Anti-feminists are often quick to argue that if women want equality, we should be willing to serve in combat. Well, some women are willing -- and some women are doing it as we speak, owing partly to the ill-defined battlefields in Iraq and Afghanistan and partly to the specific need for women's skills in combat units.
But the official rules for units engaged in direct combat still state that women should not serve. Which is why, as the Washington Post reports, Army medic Pfc. Monica Brown was removed from her unit after -- in fact, because of -- a show of heroism that earned her a Silver Star, the nation's third-highest combat medal.

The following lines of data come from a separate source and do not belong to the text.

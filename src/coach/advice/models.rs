//! 建议本地模型定义

use crate::coach::relationship::PartnerProfile;
use crate::coach::serialization::{deserialize_timestamp, preview_text};
use chrono::{DateTime, Utc};
use serde::{Deserialize, Serialize};
use std::fmt;
use std::str::FromStr;

/// 列表预览的最大字符数
pub const PREVIEW_CHARS: usize = 100;

/// 建议主题（固定集合），服务器返回未知主题时保留原始字符串
#[derive(Debug, Clone, PartialEq, Eq, Hash, Serialize, Deserialize)]
#[serde(from = "String", into = "String")]
pub enum AdviceTopic {
    Communication,
    ConflictResolution,
    DateIdeas,
    GiftIdeas,
    TrustBuilding,
    LongDistance,
    FamilyDynamics,
    SelfGrowth,
    Other(String),
}

impl AdviceTopic {
    pub const ALL: [AdviceTopic; 8] = [
        AdviceTopic::Communication,
        AdviceTopic::ConflictResolution,
        AdviceTopic::DateIdeas,
        AdviceTopic::GiftIdeas,
        AdviceTopic::TrustBuilding,
        AdviceTopic::LongDistance,
        AdviceTopic::FamilyDynamics,
        AdviceTopic::SelfGrowth,
    ];

    pub fn as_str(&self) -> &str {
        match self {
            AdviceTopic::Communication => "communication",
            AdviceTopic::ConflictResolution => "conflict_resolution",
            AdviceTopic::DateIdeas => "date_ideas",
            AdviceTopic::GiftIdeas => "gift_ideas",
            AdviceTopic::TrustBuilding => "trust_building",
            AdviceTopic::LongDistance => "long_distance",
            AdviceTopic::FamilyDynamics => "family_dynamics",
            AdviceTopic::SelfGrowth => "self_growth",
            AdviceTopic::Other(s) => s,
        }
    }

    /// 是否属于固定主题集合
    pub fn is_known(&self) -> bool {
        !matches!(self, AdviceTopic::Other(_))
    }
}

impl From<String> for AdviceTopic {
    fn from(s: String) -> Self {
        Self::ALL
            .into_iter()
            .find(|t| t.as_str() == s)
            .unwrap_or(AdviceTopic::Other(s))
    }
}

impl From<AdviceTopic> for String {
    fn from(t: AdviceTopic) -> Self {
        t.as_str().to_string()
    }
}

impl fmt::Display for AdviceTopic {
    fn fmt(&self, f: &mut fmt::Formatter<'_>) -> fmt::Result {
        f.write_str(self.as_str())
    }
}

impl FromStr for AdviceTopic {
    type Err = anyhow::Error;

    /// 只接受固定集合中的主题（同时接受连字符写法）
    fn from_str(s: &str) -> Result<Self, Self::Err> {
        let normalized = s.trim().to_ascii_lowercase().replace('-', "_");
        match AdviceTopic::from(normalized) {
            AdviceTopic::Other(_) => Err(anyhow::anyhow!("未知的建议主题: {}", s)),
            topic => Ok(topic),
        }
    }
}

/// 完整的建议记录
#[derive(Debug, Clone, PartialEq, Serialize, Deserialize)]
pub struct Advice {
    #[serde(alias = "id")]
    pub advice_id: String,
    #[serde(default)]
    pub user_id: String,
    pub topic: AdviceTopic,
    #[serde(default)]
    pub situation: String,
    #[serde(default, skip_serializing_if = "Option::is_none")]
    pub partner_profile: Option<PartnerProfile>,
    #[serde(default)]
    pub content: String,
    #[serde(
        default,
        deserialize_with = "deserialize_timestamp",
        skip_serializing_if = "Option::is_none"
    )]
    pub created_at: Option<DateTime<Utc>>,
    #[serde(default, skip_serializing_if = "Option::is_none")]
    pub preview: Option<String>,
}

/// 建议列表项
#[derive(Debug, Clone, PartialEq, Serialize, Deserialize)]
pub struct AdviceSummary {
    #[serde(alias = "id")]
    pub advice_id: String,
    pub topic: AdviceTopic,
    #[serde(default)]
    pub preview: String,
    #[serde(
        default,
        deserialize_with = "deserialize_timestamp",
        skip_serializing_if = "Option::is_none"
    )]
    pub created_at: Option<DateTime<Utc>>,
}

impl From<&Advice> for AdviceSummary {
    /// 服务器未返回预览时由正文生成
    fn from(a: &Advice) -> Self {
        let preview = a
            .preview
            .clone()
            .filter(|p| !p.trim().is_empty())
            .unwrap_or_else(|| preview_text(&a.content, PREVIEW_CHARS));
        Self {
            advice_id: a.advice_id.clone(),
            topic: a.topic.clone(),
            preview,
            created_at: a.created_at,
        }
    }
}

#[cfg(test)]
mod tests {
    use super::*;

    #[test]
    fn topics_round_trip_through_strings() {
        for topic in AdviceTopic::ALL {
            let json = serde_json::to_string(&topic).unwrap();
            let back: AdviceTopic = serde_json::from_str(&json).unwrap();
            assert_eq!(back, topic);
        }
    }

    #[test]
    fn unknown_topic_from_server_is_preserved() {
        let topic: AdviceTopic = serde_json::from_str(r#""holiday_stress""#).unwrap();
        assert_eq!(topic, AdviceTopic::Other("holiday_stress".into()));
        assert!(!topic.is_known());
        // 用户输入只接受固定集合
        assert!("holiday_stress".parse::<AdviceTopic>().is_err());
        assert_eq!(
            "Date-Ideas".parse::<AdviceTopic>().unwrap(),
            AdviceTopic::DateIdeas
        );
    }

    #[test]
    fn summary_falls_back_to_content_preview() {
        let advice: Advice = serde_json::from_str(
            r#"{"id": "a-1", "topic": "gift_ideas", "situation": "s", "content": "Try a handwritten letter."}"#,
        )
        .unwrap();
        let summary = AdviceSummary::from(&advice);
        assert_eq!(summary.advice_id, "a-1");
        assert_eq!(summary.preview, "Try a handwritten letter.");
    }
}
//! 会话与聊天 API DTO

use crate::coach::relationship::PartnerProfile;
use crate::coach::serialization::{deserialize_timestamp, deserialize_vec_or_null};
use crate::coach::session::models::{Message, SessionContext, SessionHistory, SessionSummary};
use crate::coach::user::SelfAssessment;
use chrono::{DateTime, Utc};
use serde::{Deserialize, Serialize};

/// 未选择关系上下文时发送的关系类型
pub const GENERAL_RELATIONSHIP_TYPE: &str = "general";

/// 服务器返回的原始会话记录（列表与历史共用）
#[derive(Debug, Clone, Default, Serialize, Deserialize)]
pub struct SessionRecord {
    #[serde(default, alias = "id", skip_serializing_if = "Option::is_none")]
    pub session_id: Option<String>,
    #[serde(default)]
    pub user_id: String,
    #[serde(default, skip_serializing_if = "Option::is_none")]
    pub relationship_type: Option<String>,
    #[serde(default)]
    pub context_type: Option<String>,
    #[serde(default, skip_serializing_if = "Option::is_none")]
    pub partner_profile: Option<PartnerProfile>,
    #[serde(
        default,
        deserialize_with = "deserialize_vec_or_null",
        skip_serializing_if = "Vec::is_empty"
    )]
    pub messages: Vec<Message>,
    #[serde(
        default,
        deserialize_with = "deserialize_timestamp",
        skip_serializing_if = "Option::is_none"
    )]
    pub created_at: Option<DateTime<Utc>>,
    #[serde(
        default,
        deserialize_with = "deserialize_timestamp",
        skip_serializing_if = "Option::is_none"
    )]
    pub updated_at: Option<DateTime<Utc>>,
}

impl SessionRecord {
    fn with_context(mut self, context: SessionContext) -> Self {
        self.context_type = Some(context.context_type().to_string());
        match context {
            SessionContext::General => {
                self.relationship_type = Some(GENERAL_RELATIONSHIP_TYPE.to_string());
                self.partner_profile = None;
            }
            SessionContext::Partner {
                relationship_type,
                partner_profile,
            } => {
                self.relationship_type = Some(relationship_type.as_str().to_string());
                self.partner_profile = Some(partner_profile);
            }
        }
        self
    }
}

impl From<SessionSummary> for SessionRecord {
    fn from(s: SessionSummary) -> Self {
        SessionRecord {
            session_id: Some(s.session_id),
            user_id: s.user_id,
            created_at: s.created_at,
            updated_at: s.updated_at,
            ..Default::default()
        }
        .with_context(s.context)
    }
}

impl From<SessionHistory> for SessionRecord {
    fn from(h: SessionHistory) -> Self {
        SessionRecord {
            session_id: h.session_id,
            messages: h.messages,
            updated_at: h.updated_at,
            ..Default::default()
        }
        .with_context(h.context)
    }
}

/// 会话列表响应
#[derive(Debug, Clone, Deserialize)]
pub struct SessionsResp {
    #[serde(default, deserialize_with = "deserialize_vec_or_null")]
    pub sessions: Vec<SessionSummary>,
}

/// 聊天请求（POST /api/chat），缺省字段不出现在请求体中
#[derive(Debug, Clone, Serialize)]
pub struct ChatRequest {
    pub user_id: String,
    pub message: String,
    pub relationship_type: String,
    #[serde(skip_serializing_if = "Option::is_none")]
    pub partner_profile: Option<PartnerProfile>,
    #[serde(skip_serializing_if = "Option::is_none")]
    pub self_assessment: Option<SelfAssessment>,
    #[serde(skip_serializing_if = "Option::is_none")]
    pub session_id: Option<String>,
}

/// 聊天响应
#[derive(Debug, Clone, Deserialize)]
pub struct ChatResponse {
    pub session_id: String,
    pub response: String,
    #[serde(default)]
    pub tokens_used: Option<u32>,
}

/// 空对话时提供的快捷提问
#[derive(Debug, Clone, Copy, PartialEq, Eq)]
pub enum QuickAction {
    CommunicationTips,
    DateIdeas,
    ConflictResolution,
}

impl QuickAction {
    pub fn prompt(&self) -> &'static str {
        match self {
            QuickAction::CommunicationTips => {
                "Can you give me some tips for better communication in my relationship?"
            }
            QuickAction::DateIdeas => "What are some creative date ideas for us?",
            QuickAction::ConflictResolution => "How can we resolve conflicts in a healthy way?",
        }
    }
}

#[cfg(test)]
mod tests {
    use super::*;

    #[test]
    fn chat_request_omits_absent_fields() {
        let req = ChatRequest {
            user_id: "u-1".into(),
            message: "hi".into(),
            relationship_type: GENERAL_RELATIONSHIP_TYPE.into(),
            partner_profile: None,
            self_assessment: None,
            session_id: None,
        };
        assert_eq!(
            serde_json::to_value(&req).unwrap(),
            serde_json::json!({"user_id": "u-1", "message": "hi", "relationship_type": "general"})
        );
    }

    #[test]
    fn sessions_response_tolerates_null_list() {
        let resp: SessionsResp = serde_json::from_str(r#"{"sessions": null}"#).unwrap();
        assert!(resp.sessions.is_empty());
    }
}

On April 25, 2007, a Humvee in Brown's platoon hit a pressure-plate bomb, injuring five men. Under fire from nearby insurgents, Brown and a colleague pulled one of the injured into a ditch, where Brown shielded him with her own body as the insurgents fired mortars all around them and the ammunition in the bombed Humvee began to explode. Her bravery made her the second woman in 60 years to earn a Silver Star, but it also focused attention on her serving in an ostensibly all-male combat unit, which got her pulled from the unit within a week.
Brown didn't want to leave, and her colleagues didn't want her to go, but rules are rules, said the higher-ups. Given the number of women already serving in combat units and the courage and skill Brown displayed, perhaps it's time for those rules to change. Can it really be better to allow women in combat only if they don't do anything to distinguish themselves?